Exercise objective:
Using only the records, tally the lines with "parent" in them and state that total by itself.

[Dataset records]
****************************************
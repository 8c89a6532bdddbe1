//! GitHub token lookup
//!
//! `GITHUB_TOKEN` or `GH_TOKEN` win. Otherwise the token comes from
//! `~/.config/gh-comment/secrets.toml`, which must not be readable by group
//! or others.

use std::io::Write as _;
use std::path::{Path, PathBuf};

use serde::Deserialize;
use tracing::{debug, warn};

use crate::{Error, Result};

/// Environment variables checked for a token, in order
pub const TOKEN_ENV_VARS: [&str; 2] = ["GITHUB_TOKEN", "GH_TOKEN"];

const TEMPLATE: &str = "\
# gh-comment GitHub token; keep this file private (chmod 600)
# Needs the repo scope, or read/write on pull requests for fine-grained tokens
token = \"\"
";

/// Contents of the secrets file
#[derive(Debug, Clone, Default, Deserialize)]
#[serde(default)]
pub struct Secrets {
    token: Option<String>,
}

impl Secrets {
    /// `~/.config/gh-comment/secrets.toml`
    pub fn path() -> Option<PathBuf> {
        dirs::config_dir().map(|p| p.join("gh-comment").join("secrets.toml"))
    }

    /// Read the secrets file; empty when it does not exist
    pub fn load() -> Result<Self> {
        match Self::path() {
            Some(path) if path.exists() => Self::load_from(&path),
            _ => Ok(Self::default()),
        }
    }

    fn load_from(path: &Path) -> Result<Self> {
        ensure_private(path)?;
        let contents = std::fs::read_to_string(path)?;
        toml::from_str(&contents)
            .map_err(|e| Error::Config(format!("Failed to parse {}: {}", path.display(), e)))
    }

    /// The token to authenticate with, environment first
    pub fn github_token(&self) -> Option<String> {
        self.token_with(|name| std::env::var(name).ok())
    }

    fn token_with(&self, var: impl Fn(&str) -> Option<String>) -> Option<String> {
        TOKEN_ENV_VARS
            .iter()
            .filter_map(|name| var(name))
            .chain(self.token.clone())
            .map(|token| token.trim().to_string())
            .find(|token| !token.is_empty())
    }

    /// Write an empty secrets file for `config --init-secrets`
    pub fn create_template() -> Result<PathBuf> {
        let path = Self::path()
            .ok_or_else(|| Error::Config("Could not determine the config directory".to_string()))?;
        write_template(&path)?;
        Ok(path)
    }
}

fn write_template(path: &Path) -> Result<()> {
    if let Some(parent) = path.parent() {
        std::fs::create_dir_all(parent)?;
    }

    let mut options = std::fs::OpenOptions::new();
    options.write(true).create_new(true);
    #[cfg(unix)]
    std::os::unix::fs::OpenOptionsExt::mode(&mut options, 0o600);

    let mut file = options.open(path).map_err(|e| match e.kind() {
        std::io::ErrorKind::AlreadyExists => {
            Error::Config(format!("{} already exists", path.display()))
        }
        _ => Error::Io(e),
    })?;
    file.write_all(TEMPLATE.as_bytes())?;

    warn!(path = %path.display(), "Created secrets template; add your token to it");
    Ok(())
}

#[cfg(unix)]
fn ensure_private(path: &Path) -> Result<()> {
    use std::os::unix::fs::PermissionsExt;

    let mode = std::fs::metadata(path)?.permissions().mode() & 0o777;
    if mode & 0o077 != 0 {
        return Err(Error::Config(format!(
            "{} is readable by others (mode {mode:o}); run: chmod 600 {}",
            path.display(),
            path.display()
        )));
    }
    debug!(path = %path.display(), "Secrets file is private");
    Ok(())
}

#[cfg(not(unix))]
fn ensure_private(_path: &Path) -> Result<()> {
    Ok(())
}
****************************************
Task response:
2